How one hacked laptop led to an entire network being compromised

One worker clicking on the wrong link at the wrong time resulted in a major security breach.
Written by Danny Palmer, Senior Writer

A corporate laptop being used in a coffee shop at a weekend was enough to allow a sophisticated cybercrime group to compromise an organisation's entire infrastructure.

The incident was detailed by cybersecurity firm Crowdstrike as part of its Cyber Intrusion Services Casebook 2018 report and serves as a reminder that laptops and other devices that are secure while running inside the network of an organisation can be left exposed when outside company walls.

SEE: My stolen credit card details were used 4,500 miles away. I tried to find out how it happened (cover story PDF) (TechRepublic)

Crowdstrike described the company that fell victim to the hackers only as apparel manufacturer "with an extensive global presence, including retail locations".

The incident began when an employee of the manufacturer took their laptop to a coffee shop and used it to visit the website of one of the firm's partners.

The security researchers said the user visited the site after being directed there by a phishing email -- and that the site had been compromised by FakeUpdates, a malware and social engineering campaign affecting thousands of Joomla and Wordpress sites.

The malware shows users pop-ups which claim their browser software needs updating. In this instance, the laptop was then infected with the Dridex banking trojan and the PowerShell Empire post-exploit toolset.

The security software being used by the clothing company -- Crowdstrike didn't name the vendor -- relied on devices being inside the corporate network to pick up threats. As the laptop was being used outside the network, this incident didn't become apparent until the laptop was back in the office -- by which time it was too late.

The infected laptop then served as an entry point for the attackers to compromise the corporate network, allowing the attackers to use PowerShell exploit to access dozens of systems that could be compromised by taking advantage of the user's permissions.

SEE: A winning strategy for cybersecurity (ZDNet special report) | Download the report as a PDF (TechRepublic)

The attackers were also able to gather additional privileged account credentials by using Mimikatz, an open-source utility used to retrieve clear text credentials and hashes from memory, to gain access to servers and further move across the network.

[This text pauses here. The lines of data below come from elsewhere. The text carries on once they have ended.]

impl NetworkInterface {
    pub fn with_address(ip: impl Into<String>) -> Self {
        Self {
            ip_addresses: vec![ip.into()],
            ..Default::default()
        }
    }

    pub fn holds_address(&self, ip: &str) -> bool {
        self.ip_addresses.iter().any(|a| a == ip)
    }

    /// Add an address, keeping insertion order and suppressing duplicates.
    pub fn add_address(&mut self, ip: impl Into<String>) {
        let ip = ip.into();
        if !ip.is_empty() && !self.holds_address(&ip) {
            self.ip_addresses.push(ip);
        }
    }

    /// Insert a service or merge it into the one already holding its key.
    pub fn merge_service(&mut self, service: Service) {
        match self.services.iter_mut().find(|s| s.key() == service.key()) {
            Some(existing) => existing.absorb(service),
            None => self.services.push(service),
        }
    }

    pub fn service_mut(&mut self, port: u16, protocol: Protocol) -> Option<&mut Service> {
        self.services
            .iter_mut()
            .find(|s| s.port == port && s.protocol == protocol)
    }

    fn has_mac(&self) -> bool {
        self.mac.as_deref().is_some_and(|m| !m.trim().is_empty())
    }

    /// Same interface: shares an address or carries the same hardware address.
    pub fn matches(&self, other: &NetworkInterface) -> bool {
        if other.ip_addresses.iter().any(|ip| self.holds_address(ip)) {
            return true;
        }
        match (&self.mac, &other.mac) {
            (Some(a), Some(b)) if self.has_mac() => a.eq_ignore_ascii_case(b),
            _ => false,
        }
    }

    pub fn is_empty(&self) -> bool {
        self.ip_addresses.is_empty() && !self.has_mac() && self.services.is_empty()
    }

    pub fn absorb(&mut self, mut other: NetworkInterface) {
        for ip in std::mem::take(&mut other.ip_addresses) {
            self.add_address(ip);
        }
        if !self.has_mac() && other.has_mac() {
            self.mac = other.mac;
        }
        if blank(&self.name) {
            if let Some(name) = other.name.filter(|n| !n.trim().is_empty()) {
                self.name = Some(name);
            }
        }
        for service in other.services {
            self.merge_service(service);
        }
    }
}

/// Scalar host attributes written with first-writer-wins semantics.
#[derive(Debug, Clone, Copy, PartialEq, Eq)]
pub enum HostField {
    Hostname,
    Domain,
    DeviceType,
    DeviceSubType,
    Manufacturer,
    Model,
    OperatingSystem,
    OperatingSystemVersion,
}

impl fmt::Display for HostField {
    fn fmt(&self, f: &mut fmt::Formatter<'_>) -> fmt::Result {
        let name = match self {
            HostField::Hostname => "Hostname",
            HostField::Domain => "Domain",
            HostField::DeviceType => "DeviceType",
            HostField::DeviceSubType => "DeviceSubType",
            HostField::Manufacturer => "Manufacturer",
            HostField::Model => "Model",
            HostField::OperatingSystem => "OperatingSystem",
            HostField::OperatingSystemVersion => "OperatingSystemVersion",
        };
        f.write_str(name)
    }
}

"Local administrator privileges made it easier for the threat actor to access a multitude of endpoints by accessing just one account that linked them all. Once access to the domain was gained, it left the organization completely exposed," Bryan York, director of professional services at Crowdstrike told ZDNet.

This exposure allowed the attackers to install Framework POS malware on the retail store server with the intention of stealing credit card data.

Researchers have identified a cyber criminal group they call Indrik Spider as the culprits of the attack. The hacking operation has been active since 2014 and is heavily associated with Dridex and BitPaymer ransomware campaigns, which are thought to have netted the attackers millions of dollars.

It's the first time Indrik Spider has been associated with FakeUpdates, indicating that the group is expanding its operations as it continues to find new means of illicitly making money. Crowdstrike wouldn't say whether the campaign was successful in its goal or if credit card data was stolen from the company -- but there are lessons that organisations should take on board to avoid falling victim to similar campaigns.

Crowdstrike recommends that accounts should be segregated, and that end users shouldn't be given administrator privileges on their local systems. In this incident, the adversary abused a misconfiguration within the company's Active Directory that provided unnecessary privileges -- so the security firm recommends that organisations should regularly review Active Directory configurations across the entire global enterprise.

"Attackers used PowerShell or Windows Management Instrumentation in 20 percent of the cases we saw this year and businesses need to know how to better detect and protect against these," said York.